Узнав, что королева выразила свое неудовольствие и назвала надругательство над гробницей деянием, достойным Средневековья, тем более что Махди был «человеком, имевшим определенный вес», генерал Китченер сообщил, что планировал передать череп в дар Королевской коллегии хирургов.

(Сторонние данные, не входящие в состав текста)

use thiserror::Error;

pub type VaultResult<T> = Result<T, VaultError>;

/// Failures surfaced by vault operations.
///
/// `DecryptionFailed` deliberately covers wrong password, tampered
/// ciphertext, and mismatched parameters without saying which: refining it
/// would hand an oracle to whoever supplied the record.
#[derive(Debug, Error)]
pub enum VaultError {
    #[error("invalid parameters: {0}")]
    InvalidParameters(String),

    #[error("password must be at least {min} characters")]
    WeakPassword { min: usize },

    #[error("passwords do not match")]
    PasswordMismatch,

    #[error("decryption failed: invalid password or corrupted data")]
    DecryptionFailed,

    #[error("decrypted key does not match the recorded address")]
    AddressMismatch,

    #[error("malformed vault record: {0}")]
    MalformedRecord(String),
}
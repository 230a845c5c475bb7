//! Persisted vault record format
//!
//! JSON layout (field set and numeric ranges round-trip exactly; binary
//! fields persist as integer arrays, not base64):
//!
//! ```json
//! {
//!   "address": "0x…40 hex…",
//!   "algorithm": "AES-256-GCM",
//!   "kdf": "PBKDF2-SHA256",
//!   "iterations": 100000,
//!   "salt": [16 bytes],
//!   "iv": [12 bytes],
//!   "encrypted": [N bytes],
//!   "createdAt": 1754431200000,
//!   "securityLevel": "medium"
//! }
//! ```

use serde::{Deserialize, Serialize};
use std::time::{SystemTime, UNIX_EPOCH};

use crate::codec::SealedPayload;
use crate::error::{VaultError, VaultResult};
use crate::kdf::{SecurityLevel, ITERATIONS_HIGH, ITERATIONS_MEDIUM};
use crate::{NONCE_SIZE, SALT_SIZE};

/// Cipher identifier stored in every record.
pub const ALGORITHM: &str = "AES-256-GCM";

/// KDF identifier stored in every record.
pub const KDF: &str = "PBKDF2-SHA256";

/// The persisted unit: one sealed credential plus the parameters needed to
/// open it again. Mutated only by a password change, which rewrites salt,
/// nonce, and ciphertext wholesale.
#[derive(Debug, Clone, Serialize, Deserialize)]
#[serde(rename_all = "camelCase")]
pub struct VaultRecord {
    pub address: String,
    pub algorithm: String,
    pub kdf: String,
    pub iterations: u32,
    pub salt: [u8; SALT_SIZE],
    pub iv: [u8; NONCE_SIZE],
    pub encrypted: Vec<u8>,
    pub created_at: u64,
    pub security_level: SecurityLevel,
}

impl VaultRecord {
    /// Assemble a record from a freshly sealed credential.
    pub fn from_sealed(address: String, sealed: SealedPayload, level: SecurityLevel) -> Self {
        Self {
            address,
            algorithm: ALGORITHM.into(),
            kdf: KDF.into(),
            iterations: level.iterations(),
            salt: sealed.salt,
            iv: sealed.iv,
            encrypted: sealed.ciphertext,
            created_at: unix_ms(),
            security_level: level,
        }
    }

    /// View of the sealed triple for [`crate::codec::open`].
    pub fn sealed(&self) -> SealedPayload {
        SealedPayload {
            salt: self.salt,
            iv: self.iv,
            ciphertext: self.encrypted.clone(),
        }
    }

    /// Serialize for export. Output is deterministic for a given record.
    pub fn to_bytes(&self) -> VaultResult<Vec<u8>> {
        serde_json::to_vec_pretty(self)
            .map_err(|e| VaultError::MalformedRecord(format!("serialization: {e}")))
    }

    /// Parse an exported record, validating shape before any cryptography.
    pub fn from_bytes(data: &[u8]) -> VaultResult<Self> {
        let record: Self = serde_json::from_slice(data)
            .map_err(|e| VaultError::MalformedRecord(e.to_string()))?;
        record.validate()?;
        Ok(record)
    }

    /// Reject records whose metadata is out of contract. Runs before key
    /// derivation so a garbage record never costs a 200k-iteration KDF pass.
    pub fn validate(&self) -> VaultResult<()> {
        if !is_hex_address(&self.address) {
            return Err(VaultError::MalformedRecord(format!(
                "address {:?} is not 0x-prefixed 40-char hex",
                self.address
            )));
        }
        if self.algorithm != ALGORITHM {
            return Err(VaultError::MalformedRecord(format!(
                "unsupported algorithm {:?}",
                self.algorithm
            )));
        }
        if self.kdf != KDF {
            return Err(VaultError::MalformedRecord(format!(
                "unsupported kdf {:?}",
                self.kdf
            )));
        }
        if self.iterations != ITERATIONS_MEDIUM && self.iterations != ITERATIONS_HIGH {
            return Err(VaultError::MalformedRecord(format!(
                "iteration count {} out of range",
                self.iterations
            )));
        }
        Ok(())
    }
}

fn is_hex_address(s: &str) -> bool {
    s.len() == 42
        && s.starts_with("0x")
        && s[2..].bytes().all(|b| b.is_ascii_hexdigit())
}

fn unix_ms() -> u64 {
    SystemTime::now()
        .duration_since(UNIX_EPOCH)
        .expect("system clock before unix epoch")
        .as_millis() as u64
}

Мог ли Черчилль не испытывать легкое злорадство по поводу подобного конфуза своего (извините за выражение) bête noire[61]? Как военный Черчилль был дилетантом, стремившимся прославиться и получить пару медалей, которые помогли бы ему в будущей политической и журналистской карьере. Китченер же был садистом от природы. Везде, где ему противостоял равный по численности и умению противник, дело заканчивалось сокрушительным провалом. В битве при Пардеберге во время Англо-бурской войны он потерпел поражение и вызвал шквал насмешек. В ходе Первой мировой войны его диктаторский подход к командованию войсками привел к кровавому хаосу, и известие о гибели Китченера в Северном море было встречено его коллегами в правительстве с едва скрываемым вздохом облегчения.